For the student who can claim the late Coltrane as his mentor (and is always mindful to call her “Swamini”), the divine spirit of her work is infused in Everyone’s Children, making it one of the most gorgeous and serene albums of recent memory. There are stirring piano pieces like “I Love Dew, Sophie,” twinkling ballads like “Sun Of Keshava,” and the title track with Todd on guest vocals. “I was holding my newborn son in the carrier as I recorded the vocals,” she says.

Merch for this release:
2 x Vinyl LP, Compact Disc (CD)

Botofasina’s album is both an extension and evolution of Alice Coltrane’s ashram tapes. You can hear that spirit manifest in the opening notes of “Surya Meditation.” An improvised duet between Botofasina and Angeleno musician Carlos Niño, it unfurls across 27 unhurried minutes to reveal an audacious beauty, shimmering like an oasis and hovering in a space between spiritual jazz, New Age, and ambient. Looking back on that piece in particular, Botofasina realized that the home studio environment put him at ease: “I really got to just be in the moment and really take in everything I was experiencing in life at that time and put it into intention…having it be something that could serve. Whether it served myself in that moment, or something that could serve my children in their moments, other individuals in their moments, it felt like this was a time that was very clear that it could be offered.”

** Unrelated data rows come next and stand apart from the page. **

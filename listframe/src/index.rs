//! Listbox positions and their string forms.

use std::fmt;
use std::str::FromStr;

use crate::error::{Error, Result};

/// A position in a [`Listbox`](crate::Listbox).
///
/// `End` and `Active` are resolved against the list at the time of each
/// call. Numeric indices may be negative; each operation decides what a
/// negative position means.
#[derive(Debug, Clone, Copy, PartialEq, Eq)]
pub enum Index {
    At(isize),
    End,
    Active,
}

impl From<usize> for Index {
    fn from(i: usize) -> Self {
        Index::At(isize::try_from(i).unwrap_or(isize::MAX))
    }
}

impl From<isize> for Index {
    fn from(i: isize) -> Self {
        Index::At(i)
    }
}

impl From<i32> for Index {
    fn from(i: i32) -> Self {
        Index::At(i as isize)
    }
}

impl FromStr for Index {
    type Err = Error;

    fn from_str(s: &str) -> Result<Self> {
        match s {
            "end" => Ok(Index::End),
            "active" => Ok(Index::Active),
            _ => s
                .trim()
                .parse::<isize>()
                .map(Index::At)
                .map_err(|_| Error::BadIndex(s.to_string())),
        }
    }
}

impl fmt::Display for Index {
    fn fmt(&self, f: &mut fmt::Formatter<'_>) -> fmt::Result {
        match self {
            Index::At(i) => write!(f, "{i}"),
            Index::End => f.write_str("end"),
            Index::Active => f.write_str("active"),
        }
    }
}

/// Anything that can name a listbox position, including the strings
/// `"end"`, `"active"` and decimal integers.
pub trait AsIndex {
    fn as_index(&self) -> Result<Index>;
}

impl AsIndex for Index {
    fn as_index(&self) -> Result<Index> {
        Ok(*self)
    }
}

impl AsIndex for usize {
    fn as_index(&self) -> Result<Index> {
        Ok(Index::from(*self))
    }
}

impl AsIndex for isize {
    fn as_index(&self) -> Result<Index> {
        Ok(Index::At(*self))
    }
}

impl AsIndex for i32 {
    fn as_index(&self) -> Result<Index> {
        Ok(Index::from(*self))
    }
}

impl AsIndex for &str {
    fn as_index(&self) -> Result<Index> {
        self.parse()
    }
}

impl AsIndex for String {
    fn as_index(&self) -> Result<Index> {
        self.parse()
    }
}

For some listeners, it might be peaceful and relaxing, but for others, it might offer some relief from deeper troubles—something Botofasina doesn’t shy away from with his own struggles. “I deal with my own mental health, I manage depression every day,” he says, envisioning his music as something that might soothe and heal others out there. “Western culture says ‘Drink more alcohol,’ ‘Take more of this,’ ‘Do more of this,’” he explains, referencing a dreamlike piece named after his friend, the late Meghan Jahnavi. “I gave this song to her when she was experiencing a few things that—for lack of a better word—was just to help her sleep.” After her passing, Botofasina added the song to honor her memory and to express his mental health issues, so as to “help ourselves and each other get through it, whatever ‘it’ may be.”

In that instance, it also means thinking back to the memory and message of Swamini Turiyasangitananda and keeping her example in the heart. Not a day goes by that he doesn’t think of her, even recalling the sound of her speaking voice, “the substance and the content of the devotional message, and you’re like, ‘This is the code of how to live a full and fulfilled life.’” He pauses at the sweetness of her memory, her music, and then thinks about his own expression now out in the world, adding: “I still want to pay homage, and I want my children to feel it.”